GameDay
This section describes what a GameDay is, why it is essential, how a typical GameDay is run, and its outcomes.
What is a GameDay?
GameDay is a methodology used by teams to practice chaos engineering. These teams execute chaos experiments on the application during a specific period. It is a template to schedule and execute one or more chaos experiments across your applications. It determines the incident response process, that is, how well your application responds/behaves during an outage, and how quickly and effectively it returns to normalcy.
Why is a GameDay important?
In general, GameDays helps apply a fatal scenario to your application in a safe environment, thereby determining the application's resilience and verifying the system at scale.
At every step in implementing a GameDay, you will either find a glitch in the system that you can address or gain confidence in your application.
Steps in a GameDay
A GameDay typically involves the following steps:
- Run chaos experiments on your application,
- Observe the impact of the failure,
- Discuss the technical outcomes.
GameDays help decide the type of failure the system would undergo based on the nature of the chaos experiments present within GameDay. Hence, HCE strongly recommends you begin with easy use cases with minimal blast radius, such as breaking one container, degrading one instance, and making one availability zone unavailable. Later, you can delve into more complex failures, such as failing an entire service or affecting a large percentage of requests.
How to execute a GameDay?
Running a GameDay using HCE's GameDay feature involves the following steps:
- Plan your GameDay
- Create a GameDay and specify the details
- Add experiments to the GameDay and save it
- Schedule or run the GameDay
- Record the conclusion and action items
Once you create a GameDay in HCE, you can run it multiple times. HCE saves information about every run, which includes the date, summary, and any notes you add.
Prerequisites to execute a GameDay
- HCE account
- Access to a cluster
- Appropriate permissions to execute a GameDay
Permissions required
ChaosHubs are associated with chaos experiments, hence you need permissions to create new experiments and modify exisiting experiments. Chaos experiments, in turn, are executed in a chaos infrastructure, hence you need to have access to create/edit and view the chaos infrastructure. Go to Project Settings -> Access Control -> Roles and create a new role or ask your project admin to create an appropriate role.
Plan your GameDay
Address the following questions before proceeding to run a GameDay:
- Which services should I test?
- What is the goal of the GameDay?
- What should I verify or determine by the end of the GameDay?

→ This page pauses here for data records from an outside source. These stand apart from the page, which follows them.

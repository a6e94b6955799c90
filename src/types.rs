/// Типы данных и фиксированная схема датасета

use ndarray::Array1;

/// Числовые признаки (порядок фиксирован и определяет порядок колонок на выходе)
pub const NUMERIC_COLUMNS: [&str; 2] = ["reading_score", "writing_score"];

/// Категориальные признаки (порядок фиксирован)
pub const CATEGORICAL_COLUMNS: [&str; 5] = [
    "gender",
    "race_ethnicity",
    "parental_level_of_education",
    "lunch",
    "test_preparation_course",
];

/// Целевая переменная
pub const TARGET_COLUMN: &str = "math_score";

/// Сырые признаки в колоночном виде. `None` - пропущенное значение.
#[derive(Debug, Clone)]
pub struct FeatureFrame {
    /// Колонки в порядке NUMERIC_COLUMNS
    pub numeric: Vec<Vec<Option<f64>>>,
    /// Колонки в порядке CATEGORICAL_COLUMNS
    pub categorical: Vec<Vec<Option<String>>>,
}

impl FeatureFrame {
    pub fn new() -> Self {
        Self {
            numeric: vec![Vec::new(); NUMERIC_COLUMNS.len()],
            categorical: vec![Vec::new(); CATEGORICAL_COLUMNS.len()],
        }
    }

    /// Количество строк (все колонки одинаковой длины по построению)
    pub fn n_rows(&self) -> usize {
        self.numeric.first().map_or(0, |col| col.len())
    }
}

/// Загруженный датасет: признаки плюс отделенная целевая колонка
#[derive(Debug, Clone)]
pub struct Dataset {
    pub features: FeatureFrame,
    pub target: Array1<f64>,
}

impl Dataset {
    pub fn n_rows(&self) -> usize {
        self.target.len()
    }
}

Once these questions have a viable answer, you can proceed to create a GameDay.
Creating a GameDay involves two steps:
- Specifying details about the GameDay,
- Adding chaos experiments to the GameDay.
Start a GameDay run
If you have created your GameDay earlier, select Start New Run to run the GameDay; otherwise, create a GameDay.
Create a GameDay
-
Go to Chaos module, select GameDay and click +New GameDay.
-
Add stakeholder names, their roles, and whether they are required to approve a GameDay run. Anyone can approve or reject a GameDay run. Select Next: Select Prerequisites.
You can create prerequisites for your GameDay to:
- Validate environment health.
- Check the availability of relevant chaos tools.
- Check if the chaos tools are configured with the right chaos artefact sources.
- Check the availability of the team members.
-
Select + Add prerequisite. Enter a title and a description (optional). Select Save.
-
Select Next: Select Experiments to select chaos experiments to execute.
-
Select an environment, an infrastructure type, an infrastructure, and a ChaosHub. Select the chaos experiment and select Add Experiment to GameDay.
-
Select Save (or Discard if you don't want to proceed). You can add a new experiment, edit or delete existing experiments in this step.
-
Once the stakeholders approve the GameDay run, you can proceed.
-
A stakeholder can reject the run and state reasons in the comments.
-
Select Next: Check prerequisites to validate whether the prerequisites you mentioned earlier have been fulfilled.
-
You can verify if the prerequisites are fulfilled, and check them. If one of them is not fulfilled, you will not be able to execute the experiments.
-
You can add comments about the prerequisite validation.
-
Once all the prerequisites are fulfilled, select Next: Run experiments.
-
Once all the experiments complete execution, select Done Running Experiments.
- Select Terminate GameDay Run to stop GameDay execution. Select Terminate this run to confirm.
- Select Add/View Notes to note your findings about experiments in the GameDay.
-
Once the experiments complete execution, select Complete GameDay Run. You can view the summary of the runs and the run observations.
- Select Done Running Experiments to complete the run. If your chaos experiments have faults that have not run, they will be marked Skipped.
View GameDay run report
To view the GameDay run report, navigate to your GameDay run and select View Report.
Download GameDay run report
-
To download the report, select Download Report on the page where you view the GameDay run report.
-
Select Save and specify a name for the file (or use the default name provided).
Conclusion
Congratulations on scheduling (or running) your GameDay! Based on the results, you can take steps to improve the resilience of your application.